TASK INPUT ▸
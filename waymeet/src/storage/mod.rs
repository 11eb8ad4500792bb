//! Local key-value persistence.
//!
//! The session flags are the only state that survives a restart. They live behind
//! [`KeyValueStorage`] so the stores can run against memory in tests, a JSON file
//! on a device, or a shared Redis instance.

mod file;
mod memory;
mod redis_backend;

pub use file::FileStorage;
pub use memory::MemoryStorage;
pub use redis_backend::RedisStorage;

use crate::config::{StorageBackend, StorageSettings};
use crate::errors::StoreResult;

/// String key-value store with async access.
#[allow(async_fn_in_trait)]
pub trait KeyValueStorage {
    async fn get_item(&mut self, key: &str) -> StoreResult<Option<String>>;
    async fn set_item(&mut self, key: &str, value: &str) -> StoreResult<()>;
    async fn remove_item(&mut self, key: &str) -> StoreResult<()>;
}

/// Backend picked at runtime from configuration.
pub enum AnyStorage {
    Memory(MemoryStorage),
    File(FileStorage),
    Redis(RedisStorage),
}

impl AnyStorage {
    pub async fn from_settings(settings: &StorageSettings) -> StoreResult<Self> {
        let storage = match settings.backend {
            StorageBackend::Memory => AnyStorage::Memory(MemoryStorage::new()),
            StorageBackend::File => AnyStorage::File(FileStorage::new(settings.path.clone())),
            StorageBackend::Redis => {
                let url = settings.resolved_redis_url()?;
                AnyStorage::Redis(RedisStorage::connect(&url, settings.prefix.clone()).await?)
            }
        };
        log::debug!("using {} storage", storage.backend_name());
        Ok(storage)
    }

    pub fn backend_name(&self) -> &'static str {
        match self {
            AnyStorage::Memory(_) => "memory",
            AnyStorage::File(_) => "file",
            AnyStorage::Redis(_) => "redis",
        }
    }
}

impl KeyValueStorage for AnyStorage {
    async fn get_item(&mut self, key: &str) -> StoreResult<Option<String>> {
        match self {
            AnyStorage::Memory(inner) => inner.get_item(key).await,
            AnyStorage::File(inner) => inner.get_item(key).await,
            AnyStorage::Redis(inner) => inner.get_item(key).await,
        }
    }

    async fn set_item(&mut self, key: &str, value: &str) -> StoreResult<()> {
        match self {
            AnyStorage::Memory(inner) => inner.set_item(key, value).await,
            AnyStorage::File(inner) => inner.set_item(key, value).await,
            AnyStorage::Redis(inner) => inner.set_item(key, value).await,
        }
    }

    async fn remove_item(&mut self, key: &str) -> StoreResult<()> {
        match self {
            AnyStorage::Memory(inner) => inner.remove_item(key).await,
            AnyStorage::File(inner) => inner.remove_item(key).await,
            AnyStorage::Redis(inner) => inner.remove_item(key).await,
        }
    }
}
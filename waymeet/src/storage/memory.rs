use std::collections::HashMap;

use super::KeyValueStorage;
use crate::errors::StoreResult;

/// Process-local storage; forgets everything on drop.
#[derive(Debug, Clone, Default)]
pub struct MemoryStorage {
    items: HashMap<String, String>,
}

impl MemoryStorage {
    pub fn new() -> Self {
        Self::default()
    }

    /// Pre-populated storage, handy for simulating a previous run.
    pub fn with_items<K, V, I>(items: I) -> Self
    where
        K: Into<String>,
        V: Into<String>,
        I: IntoIterator<Item = (K, V)>,
    {
        Self {
            items: items.into_iter().map(|(k, v)| (k.into(), v.into())).collect(),
        }
    }

    pub fn len(&self) -> usize {
        self.items.len()
    }

    pub fn is_empty(&self) -> bool {
        self.items.is_empty()
    }

    pub fn peek(&self, key: &str) -> Option<&str> {
        self.items.get(key).map(String::as_str)
    }
}

impl KeyValueStorage for MemoryStorage {
    async fn get_item(&mut self, key: &str) -> StoreResult<Option<String>> {
        Ok(self.items.get(key).cloned())
    }

    async fn set_item(&mut self, key: &str, value: &str) -> StoreResult<()> {
        self.items.insert(key.to_string(), value.to_string());
        Ok(())
    }

    async fn remove_item(&mut self, key: &str) -> StoreResult<()> {
        self.items.remove(key);
        Ok(())
    }
}

#[cfg(test)]
mod tests {
    use super::*;

    #[tokio::test]
    async fn set_get_remove() {
        let mut storage = MemoryStorage::new();
        assert_eq!(storage.get_item("session").await.unwrap(), None);

        storage.set_item("session", "{\"userId\":\"1\"}").await.unwrap();
        assert_eq!(storage.get_item("session").await.unwrap().as_deref(), Some("{\"userId\":\"1\"}"));

        storage.remove_item("session").await.unwrap();
        assert!(storage.is_empty());
        // removing twice is fine
        storage.remove_item("session").await.unwrap();
    }
}
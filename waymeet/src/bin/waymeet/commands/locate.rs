use anyhow::Result;

use crate::context::{CliContext, Device};
use crate::examples::ExampleGroup;
use crate::output::OutputManager;
use crate::theme::PIN;
use crate::views::LocationView;

pub const EXAMPLES: &[ExampleGroup] = &[ExampleGroup {
    title: "Location",
    commands: &[
        "waymeet locate                            # Permission denied: configured fallback",
        "waymeet locate --lat=-25.43 --lon=-49.27  # Device reports a position",
    ],
}];

pub async fn handle_locate(device: Device, output: &OutputManager) -> Result<()> {
    let mut ctx = CliContext::open(device, output).await?;
    let location = &mut ctx.app.location;

    let permission_granted = location.request_permission().await;
    let current = location.get_current_location().await;
    if !permission_granted {
        output.warning("Location permission denied, using the default location");
    }
    if let Some(city) = &current.city {
        output.info(&format!("{} {city}", PIN));
    }

    output.display(&LocationView {
        permission_granted,
        location: current,
    })
}
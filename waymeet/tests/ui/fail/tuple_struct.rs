#![allow(dead_code)]

use waymeet::Patch;

#[derive(Patch)]
struct Pair(String, u32);

fn main() {}
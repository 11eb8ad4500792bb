//! Partial updates.
//!
//! `#[derive(Patch)]` generates a `<Name>Patch` struct for a record; this trait is
//! what the generated type implements.

pub use waymeet_macros::Patch;

/// A set of optional field overrides for `T`.
pub trait Patch<T> {
    /// Overwrite every field of `target` that is set on this patch.
    fn apply(self, target: &mut T);

    /// Apply to a copy of `target` and return it.
    fn applied_to(self, target: &T) -> T
    where
        Self: Sized,
        T: Clone,
    {
        let mut next = target.clone();
        self.apply(&mut next);
        next
    }
}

EXERCISE ▸ Retype the records above, but only those lines that fall between the line containing "self.items.len()" and the line containing "Permission denied: configured", with both of those lines included, exactly as written.

YOUR SOLUTION ▸
        self.items.len()
    }

    pub fn is_empty(&self) -> bool {
        self.items.is_empty()
    }

    pub fn peek(&self, key: &str) -> Option<&str> {
        self.items.get(key).map(String::as_str)
    }
}

impl KeyValueStorage for MemoryStorage {
    async fn get_item(&mut self, key: &str) -> StoreResult<Option<String>> {
        Ok(self.items.get(key).cloned())
    }

    async fn set_item(&mut self, key: &str, value: &str) -> StoreResult<()> {
        self.items.insert(key.to_string(), value.to_string());
        Ok(())
    }

    async fn remove_item(&mut self, key: &str) -> StoreResult<()> {
        self.items.remove(key);
        Ok(())
    }
}

#[cfg(test)]
mod tests {
    use super::*;

    #[tokio::test]
    async fn set_get_remove() {
        let mut storage = MemoryStorage::new();
        assert_eq!(storage.get_item("session").await.unwrap(), None);

        storage.set_item("session", "{\"userId\":\"1\"}").await.unwrap();
        assert_eq!(storage.get_item("session").await.unwrap().as_deref(), Some("{\"userId\":\"1\"}"));

        storage.remove_item("session").await.unwrap();
        assert!(storage.is_empty());
        // removing twice is fine
        storage.remove_item("session").await.unwrap();
    }
}
filename waymeet/src/bin/waymeet/commands/locate.rs
use anyhow::Result;

use crate::context::{CliContext, Device};
use crate::examples::ExampleGroup;
use crate::output::OutputManager;
use crate::theme::PIN;
use crate::views::LocationView;

pub const EXAMPLES: &[ExampleGroup] = &[ExampleGroup {
    title: "Location",
    commands: &[
        "waymeet locate                            # Permission denied: configured fallback",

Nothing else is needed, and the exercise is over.